## [EXERCISE GOAL]
The answer must consist of every line in the data below that holds the word "nBody".

Saved entries

━━━

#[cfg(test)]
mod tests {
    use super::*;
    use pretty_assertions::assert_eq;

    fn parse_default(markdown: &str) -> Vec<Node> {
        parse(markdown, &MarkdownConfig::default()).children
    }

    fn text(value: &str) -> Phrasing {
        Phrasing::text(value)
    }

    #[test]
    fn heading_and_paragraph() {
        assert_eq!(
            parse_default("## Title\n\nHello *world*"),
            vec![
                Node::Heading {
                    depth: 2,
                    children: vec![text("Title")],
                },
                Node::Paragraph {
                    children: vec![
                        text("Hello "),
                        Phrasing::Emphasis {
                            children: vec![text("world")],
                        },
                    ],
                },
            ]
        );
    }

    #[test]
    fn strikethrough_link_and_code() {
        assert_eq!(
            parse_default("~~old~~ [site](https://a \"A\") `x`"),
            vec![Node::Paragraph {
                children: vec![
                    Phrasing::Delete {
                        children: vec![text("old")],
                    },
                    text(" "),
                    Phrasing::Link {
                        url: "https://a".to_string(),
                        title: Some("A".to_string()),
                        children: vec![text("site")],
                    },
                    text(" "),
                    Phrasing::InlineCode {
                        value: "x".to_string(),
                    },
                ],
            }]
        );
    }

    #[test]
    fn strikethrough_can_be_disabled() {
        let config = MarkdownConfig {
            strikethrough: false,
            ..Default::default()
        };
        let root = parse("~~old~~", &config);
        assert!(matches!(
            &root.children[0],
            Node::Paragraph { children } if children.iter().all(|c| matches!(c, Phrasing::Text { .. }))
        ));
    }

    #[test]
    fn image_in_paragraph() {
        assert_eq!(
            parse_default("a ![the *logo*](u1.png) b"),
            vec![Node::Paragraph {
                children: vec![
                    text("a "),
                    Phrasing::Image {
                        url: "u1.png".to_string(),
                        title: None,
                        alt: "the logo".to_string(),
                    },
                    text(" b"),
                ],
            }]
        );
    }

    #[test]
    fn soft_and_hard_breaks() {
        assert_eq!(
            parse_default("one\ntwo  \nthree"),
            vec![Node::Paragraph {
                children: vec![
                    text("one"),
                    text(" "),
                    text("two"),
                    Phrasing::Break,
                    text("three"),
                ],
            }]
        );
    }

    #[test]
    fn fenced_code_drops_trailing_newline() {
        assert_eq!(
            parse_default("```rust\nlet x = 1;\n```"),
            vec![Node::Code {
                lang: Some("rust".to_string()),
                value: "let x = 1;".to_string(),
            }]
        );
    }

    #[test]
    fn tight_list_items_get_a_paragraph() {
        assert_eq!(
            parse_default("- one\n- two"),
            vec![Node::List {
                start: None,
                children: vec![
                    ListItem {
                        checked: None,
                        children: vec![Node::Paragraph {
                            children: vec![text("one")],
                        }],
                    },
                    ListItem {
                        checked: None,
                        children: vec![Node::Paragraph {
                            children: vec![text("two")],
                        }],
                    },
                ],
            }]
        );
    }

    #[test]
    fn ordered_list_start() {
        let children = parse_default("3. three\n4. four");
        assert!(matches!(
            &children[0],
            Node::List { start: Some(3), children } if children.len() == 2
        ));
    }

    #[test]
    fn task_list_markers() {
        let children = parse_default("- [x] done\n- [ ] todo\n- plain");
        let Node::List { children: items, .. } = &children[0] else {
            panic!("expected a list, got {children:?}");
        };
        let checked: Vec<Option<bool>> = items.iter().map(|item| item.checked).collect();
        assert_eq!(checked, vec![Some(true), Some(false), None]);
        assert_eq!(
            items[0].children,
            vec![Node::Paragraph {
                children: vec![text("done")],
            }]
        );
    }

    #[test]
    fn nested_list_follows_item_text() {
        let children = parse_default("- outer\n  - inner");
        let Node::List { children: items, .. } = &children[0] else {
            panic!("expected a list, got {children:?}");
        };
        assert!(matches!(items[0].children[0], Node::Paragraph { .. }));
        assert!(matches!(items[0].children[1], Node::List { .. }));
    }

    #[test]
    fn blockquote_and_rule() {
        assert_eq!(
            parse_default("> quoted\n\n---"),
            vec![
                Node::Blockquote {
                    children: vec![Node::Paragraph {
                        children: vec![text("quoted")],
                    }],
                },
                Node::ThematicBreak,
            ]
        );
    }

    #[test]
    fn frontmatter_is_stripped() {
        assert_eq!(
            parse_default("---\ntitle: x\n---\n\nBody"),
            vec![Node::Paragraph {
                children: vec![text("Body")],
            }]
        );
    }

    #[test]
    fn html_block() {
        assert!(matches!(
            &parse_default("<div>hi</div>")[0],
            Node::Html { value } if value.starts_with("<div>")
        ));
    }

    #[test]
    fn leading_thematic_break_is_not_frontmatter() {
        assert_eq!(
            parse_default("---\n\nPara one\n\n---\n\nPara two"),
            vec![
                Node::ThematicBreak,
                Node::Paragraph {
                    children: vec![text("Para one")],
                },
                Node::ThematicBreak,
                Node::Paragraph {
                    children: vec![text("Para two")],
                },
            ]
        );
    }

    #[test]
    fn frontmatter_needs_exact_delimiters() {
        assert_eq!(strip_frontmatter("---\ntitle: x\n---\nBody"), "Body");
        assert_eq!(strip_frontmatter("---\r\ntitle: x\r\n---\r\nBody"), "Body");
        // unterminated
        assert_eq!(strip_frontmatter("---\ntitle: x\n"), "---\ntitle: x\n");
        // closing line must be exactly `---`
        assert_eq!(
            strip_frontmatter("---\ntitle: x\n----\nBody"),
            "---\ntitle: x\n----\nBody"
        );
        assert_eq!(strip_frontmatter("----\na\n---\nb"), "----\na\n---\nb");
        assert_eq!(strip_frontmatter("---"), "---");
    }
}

━━━

## [TASK ANSWER]
            parse_default("---\ntitle: x\n---\n\nBody"),
        assert_eq!(strip_frontmatter("---\ntitle: x\n---\nBody"), "Body");
        assert_eq!(strip_frontmatter("---\r\ntitle: x\r\n---\r\nBody"), "Body");
            strip_frontmatter("---\ntitle: x\n----\nBody"),
            "---\ntitle: x\n----\nBody"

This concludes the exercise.